Antoinette stood up from her seat. “My grandmother is a saint,” she sang out, in a high mechanical voice. “She is being welcomed by the angels this very minute.”
Paul blew up his cheeks and nodded.
“Kathleen?”
Kathleen rose and gazed around the room with her electric blue eyes. “Our grandmother—”
I knew I was next, and I felt the ironic expectations of my father, who loved to see me on the hot seat. I never really believed it was the test of character he claimed.
“—brought to our family the highest standards of piety and family concern, especially as to her devotion to Holy Mary Mother of God.” Even knowing they’d been prepped, I asked myself where the two little hussies had come up with this chin music. I hadn’t long to think about it, though; it was my turn.
“Johnny?”
I sat dumbfounded, a weird tingling in my scalp. My father looked at me with a faint smile and my mother gazed into her lap. Both seemed to understand I wasn’t up to this. I had the whirlies.

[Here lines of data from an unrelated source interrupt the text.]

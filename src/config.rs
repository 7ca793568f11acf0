//! qrdispatch configuration.
//!
//! Loaded from `~/.qrdispatch/config.toml` unless `--config` points elsewhere.
//! Every key is optional; a missing file means defaults.

use std::fs;
use std::io;
use std::path::{Path, PathBuf};

use serde::Deserialize;

use crate::launch::{AdbLauncher, Launcher, PrintLauncher};
use crate::model::{Family, RoutingTable};
use crate::registry::{AdbRegistry, InstalledChecker, StaticRegistry};

#[derive(Debug, thiserror::Error)]
pub enum ConfigError {
    #[error("failed to read {path}: {source}")]
    Read { path: PathBuf, source: io::Error },

    #[error("invalid config at {path}: {source}")]
    Parse {
        path: PathBuf,
        source: toml::de::Error,
    },

    #[error("invalid family in {path}: {reason}")]
    Family { path: PathBuf, reason: String },
}

/// Where installed-package answers come from.
#[derive(Debug, Clone, Copy, Default, PartialEq, Eq, Deserialize)]
#[serde(rename_all = "kebab-case")]
pub enum RegistryKind {
    /// The `installed` list.
    #[default]
    Static,
    /// `adb shell pm path` on a connected device.
    Adb,
}

/// What happens to a decision once it is made.
#[derive(Debug, Clone, Copy, Default, PartialEq, Eq, Deserialize)]
#[serde(rename_all = "kebab-case")]
pub enum LauncherKind {
    /// Print it as JSON on stdout.
    #[default]
    Print,
    /// Send a VIEW intent with `adb shell am start`.
    Adb,
}

/// qrdispatch configuration.
#[derive(Debug, Clone, Deserialize)]
#[serde(rename_all = "kebab-case", default)]
pub struct Config {
    pub registry: RegistryKind,
    pub launcher: LauncherKind,

    /// Packages the static registry reports as installed.
    pub installed: Vec<String>,

    /// The `adb` executable.
    pub adb_path: String,

    /// Passed to `adb -s` when set.
    pub device_serial: Option<String>,

    /// Replaces the built-in routing table when non-empty.
    #[serde(rename = "family")]
    pub families: Vec<Family>,
}

impl Default for Config {
    fn default() -> Self {
        Self {
            registry: RegistryKind::default(),
            launcher: LauncherKind::default(),
            installed: Vec::new(),
            adb_path: "adb".to_string(),
            device_serial: None,
            families: Vec::new(),
        }
    }
}

impl Config {
    /// Load from `path`, or the default location when `None`.
    pub fn load(path: Option<&Path>) -> Result<Self, ConfigError> {
        match path.map(Path::to_path_buf).or_else(Self::path) {
            Some(path) => Self::load_from(&path),
            None => {
                tracing::debug!("no home directory; using default config");
                Ok(Self::default())
            }
        }
    }

    /// Load from a specific file. A missing file yields defaults.
    pub fn load_from(path: &Path) -> Result<Self, ConfigError> {
        let contents = match fs::read_to_string(path) {
            Ok(s) => s,
            Err(e) if e.kind() == io::ErrorKind::NotFound => {
                tracing::debug!(path = %path.display(), "no config file; using defaults");
                return Ok(Self::default());
            }
            Err(source) => {
                return Err(ConfigError::Read {
                    path: path.to_path_buf(),
                    source,
                });
            }
        };

        let config: Self = toml::from_str(&contents).map_err(|source| ConfigError::Parse {
            path: path.to_path_buf(),
            source,
        })?;

        for family in &config.families {
            if let Err(reason) = validate_family(family) {
                return Err(ConfigError::Family {
                    path: path.to_path_buf(),
                    reason,
                });
            }
        }

        Ok(config)
    }

    /// The config file path: `~/.qrdispatch/config.toml`.
    pub fn path() -> Option<PathBuf> {
        dirs::home_dir().map(|h| h.join(".qrdispatch").join("config.toml"))
    }

    /// The routing table in effect.
    pub fn routing_table(&self) -> RoutingTable {
        if self.families.is_empty() {
            RoutingTable::default()
        } else {
            RoutingTable::new(self.families.clone())
        }
    }

    /// Build the installed-app checker.
    ///
    /// An explicit `installed` list (from the command line) always forces
    /// the static registry.
    pub fn checker(&self, installed: Option<&[String]>) -> InstalledChecker {
        if let Some(installed) = installed {
            return InstalledChecker::new(StaticRegistry::new(installed.iter().cloned()));
        }

        match self.registry {
            RegistryKind::Static => {
                InstalledChecker::new(StaticRegistry::new(self.installed.iter().cloned()))
            }
            RegistryKind::Adb => InstalledChecker::new(AdbRegistry::new(
                self.adb_path.clone(),
                self.device_serial.clone(),
            )),
        }
    }

    pub fn launcher(&self) -> Box<dyn Launcher> {
        match self.launcher {
            LauncherKind::Print => Box::new(PrintLauncher::new(io::stdout())),
            LauncherKind::Adb => Box::new(AdbLauncher::new(
                self.adb_path.clone(),
                self.device_serial.clone(),
            )),
        }
    }
}

fn validate_family(family: &Family) -> Result<(), String> {
    if family.name.trim().is_empty() {
        return Err("family name is empty".to_string());
    }
    if family.primary.trim().is_empty() {
        return Err(format!("family '{}' has an empty primary", family.name));
    }
    if family.schemes.is_empty() && family.domains.is_empty() {
        return Err(format!(
            "family '{}' has no schemes or domains and can never match",
            family.name
        ));
    }
    Ok(())
}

“Why don’t you stand up?” Uncle Walter said gently.
I rose slowly, the tightness in my throat making speech impossible. A glance at my father revealed ill-concealed hilarity. Uncle Paul was waggling his empty beer at Constance, who stood in the doorway bearing down on me with her eyes. The cousins looked like winners. Only a brief picture of my grandmother rescuing me from this, which she certainly would have, allowed me to break quietly into inarticulate tears.
Uncle Walter smiled sadly and said, “Thank you, Johnny. That’s how we all really feel. You’ve done us all a big favor— thank you.” As I sat down, my father’s glance said he could hardly believe I’d pulled off this stunt. I could almost hear him saying, “Fast one there, M.B.,” or, “Smooth.”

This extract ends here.